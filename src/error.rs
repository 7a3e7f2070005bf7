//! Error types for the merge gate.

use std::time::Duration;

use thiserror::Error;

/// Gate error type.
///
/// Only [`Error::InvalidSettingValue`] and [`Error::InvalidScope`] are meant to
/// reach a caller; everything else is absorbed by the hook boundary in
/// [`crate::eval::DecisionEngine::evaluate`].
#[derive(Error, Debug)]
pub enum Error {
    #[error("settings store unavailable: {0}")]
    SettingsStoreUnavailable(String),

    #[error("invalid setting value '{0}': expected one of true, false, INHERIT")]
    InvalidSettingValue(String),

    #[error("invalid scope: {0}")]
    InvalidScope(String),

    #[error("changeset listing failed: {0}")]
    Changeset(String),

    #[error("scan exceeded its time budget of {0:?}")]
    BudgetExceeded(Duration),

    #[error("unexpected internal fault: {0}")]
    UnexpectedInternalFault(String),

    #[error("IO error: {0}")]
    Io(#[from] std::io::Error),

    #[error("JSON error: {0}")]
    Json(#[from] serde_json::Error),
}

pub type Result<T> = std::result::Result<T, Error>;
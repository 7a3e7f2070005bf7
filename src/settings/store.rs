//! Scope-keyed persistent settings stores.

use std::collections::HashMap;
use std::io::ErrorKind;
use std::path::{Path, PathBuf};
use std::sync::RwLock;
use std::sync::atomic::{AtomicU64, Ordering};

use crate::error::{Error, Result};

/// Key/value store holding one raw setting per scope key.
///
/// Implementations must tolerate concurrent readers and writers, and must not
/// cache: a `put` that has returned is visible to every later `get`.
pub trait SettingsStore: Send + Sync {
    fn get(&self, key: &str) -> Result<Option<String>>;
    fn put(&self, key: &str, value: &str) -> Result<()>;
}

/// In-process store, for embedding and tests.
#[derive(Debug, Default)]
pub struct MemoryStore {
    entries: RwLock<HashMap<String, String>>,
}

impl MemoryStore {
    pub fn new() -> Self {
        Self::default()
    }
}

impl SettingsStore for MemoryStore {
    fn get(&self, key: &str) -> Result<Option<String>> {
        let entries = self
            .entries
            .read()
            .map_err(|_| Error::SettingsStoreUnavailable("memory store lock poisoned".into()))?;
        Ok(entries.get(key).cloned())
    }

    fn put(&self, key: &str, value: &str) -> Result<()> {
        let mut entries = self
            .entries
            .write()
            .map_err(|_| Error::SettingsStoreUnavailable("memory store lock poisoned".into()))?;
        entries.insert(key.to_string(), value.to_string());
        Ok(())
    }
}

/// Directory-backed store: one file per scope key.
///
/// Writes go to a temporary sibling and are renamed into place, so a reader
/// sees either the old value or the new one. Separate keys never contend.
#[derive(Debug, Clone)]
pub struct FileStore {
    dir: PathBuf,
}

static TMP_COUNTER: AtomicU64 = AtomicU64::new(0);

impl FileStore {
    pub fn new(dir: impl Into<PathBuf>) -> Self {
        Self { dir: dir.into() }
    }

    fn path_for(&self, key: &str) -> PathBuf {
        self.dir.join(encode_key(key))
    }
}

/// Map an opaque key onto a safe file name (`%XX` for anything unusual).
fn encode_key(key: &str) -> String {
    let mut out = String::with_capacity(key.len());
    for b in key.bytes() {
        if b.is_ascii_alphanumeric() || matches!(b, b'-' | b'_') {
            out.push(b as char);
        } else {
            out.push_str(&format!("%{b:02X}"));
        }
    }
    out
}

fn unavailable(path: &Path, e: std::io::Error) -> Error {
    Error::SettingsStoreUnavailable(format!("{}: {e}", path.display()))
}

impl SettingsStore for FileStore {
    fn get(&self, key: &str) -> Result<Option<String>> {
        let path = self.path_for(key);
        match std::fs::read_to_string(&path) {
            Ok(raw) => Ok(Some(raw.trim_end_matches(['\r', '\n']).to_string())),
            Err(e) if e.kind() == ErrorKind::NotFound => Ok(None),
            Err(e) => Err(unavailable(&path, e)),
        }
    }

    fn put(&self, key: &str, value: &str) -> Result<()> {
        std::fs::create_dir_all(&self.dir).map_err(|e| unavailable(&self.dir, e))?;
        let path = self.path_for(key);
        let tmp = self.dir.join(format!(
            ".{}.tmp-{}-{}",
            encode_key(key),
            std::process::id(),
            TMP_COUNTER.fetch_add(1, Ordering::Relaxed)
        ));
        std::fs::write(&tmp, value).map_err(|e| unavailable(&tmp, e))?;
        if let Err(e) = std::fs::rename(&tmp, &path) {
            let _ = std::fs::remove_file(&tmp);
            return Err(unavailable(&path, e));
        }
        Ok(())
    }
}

======

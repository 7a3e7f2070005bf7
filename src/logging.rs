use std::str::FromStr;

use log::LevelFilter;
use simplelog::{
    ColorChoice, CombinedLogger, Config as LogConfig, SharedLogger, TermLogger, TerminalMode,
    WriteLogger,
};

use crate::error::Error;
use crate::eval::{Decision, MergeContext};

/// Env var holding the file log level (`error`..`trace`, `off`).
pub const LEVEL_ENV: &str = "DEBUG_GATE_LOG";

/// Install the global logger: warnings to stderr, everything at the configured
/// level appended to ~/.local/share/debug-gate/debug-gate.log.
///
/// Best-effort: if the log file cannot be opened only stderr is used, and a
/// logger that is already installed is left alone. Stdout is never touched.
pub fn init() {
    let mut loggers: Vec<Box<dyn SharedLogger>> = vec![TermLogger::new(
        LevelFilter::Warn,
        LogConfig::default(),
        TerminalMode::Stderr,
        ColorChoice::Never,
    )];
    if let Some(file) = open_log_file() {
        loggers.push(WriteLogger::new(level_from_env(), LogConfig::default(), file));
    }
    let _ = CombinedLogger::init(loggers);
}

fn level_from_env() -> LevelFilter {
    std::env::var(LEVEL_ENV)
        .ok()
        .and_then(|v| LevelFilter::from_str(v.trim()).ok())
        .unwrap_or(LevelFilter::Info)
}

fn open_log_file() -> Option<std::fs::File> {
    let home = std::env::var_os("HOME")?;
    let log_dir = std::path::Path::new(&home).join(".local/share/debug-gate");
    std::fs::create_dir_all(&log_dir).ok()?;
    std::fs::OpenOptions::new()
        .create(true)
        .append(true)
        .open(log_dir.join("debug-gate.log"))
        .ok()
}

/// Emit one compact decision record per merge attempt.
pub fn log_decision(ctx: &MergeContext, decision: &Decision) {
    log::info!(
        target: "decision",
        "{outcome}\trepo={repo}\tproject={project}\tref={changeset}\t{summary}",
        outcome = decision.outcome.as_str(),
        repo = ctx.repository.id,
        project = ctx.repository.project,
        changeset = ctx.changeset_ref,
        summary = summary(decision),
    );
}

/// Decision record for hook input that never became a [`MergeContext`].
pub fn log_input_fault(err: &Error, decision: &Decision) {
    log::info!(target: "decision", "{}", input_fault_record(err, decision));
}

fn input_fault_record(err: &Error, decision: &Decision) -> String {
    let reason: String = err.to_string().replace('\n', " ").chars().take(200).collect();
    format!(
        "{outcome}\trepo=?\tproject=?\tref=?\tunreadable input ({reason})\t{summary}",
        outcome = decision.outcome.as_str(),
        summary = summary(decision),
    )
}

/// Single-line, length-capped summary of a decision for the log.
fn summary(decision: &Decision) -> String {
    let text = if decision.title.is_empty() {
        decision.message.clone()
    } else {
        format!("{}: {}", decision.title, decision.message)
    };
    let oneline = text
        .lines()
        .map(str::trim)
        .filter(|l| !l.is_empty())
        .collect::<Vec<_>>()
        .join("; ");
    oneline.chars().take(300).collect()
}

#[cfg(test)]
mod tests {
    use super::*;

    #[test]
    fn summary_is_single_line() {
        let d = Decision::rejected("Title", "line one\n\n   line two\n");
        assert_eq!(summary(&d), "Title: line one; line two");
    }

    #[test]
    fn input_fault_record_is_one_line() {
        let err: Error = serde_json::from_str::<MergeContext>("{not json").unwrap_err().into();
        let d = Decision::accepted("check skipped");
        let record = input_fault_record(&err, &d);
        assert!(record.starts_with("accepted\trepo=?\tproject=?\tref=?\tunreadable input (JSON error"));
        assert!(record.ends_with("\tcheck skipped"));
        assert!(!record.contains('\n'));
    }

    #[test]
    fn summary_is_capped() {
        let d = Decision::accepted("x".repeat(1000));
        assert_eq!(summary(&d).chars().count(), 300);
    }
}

======

> [TASK GOAL]
Return each line of the records above in which the word "entries" occurs.

> [COMPLETED TASK]
    entries: RwLock<HashMap<String, String>>,
        let entries = self
            .entries
        Ok(entries.get(key).cloned())
        let mut entries = self
            .entries
        entries.insert(key.to_string(), value.to_string());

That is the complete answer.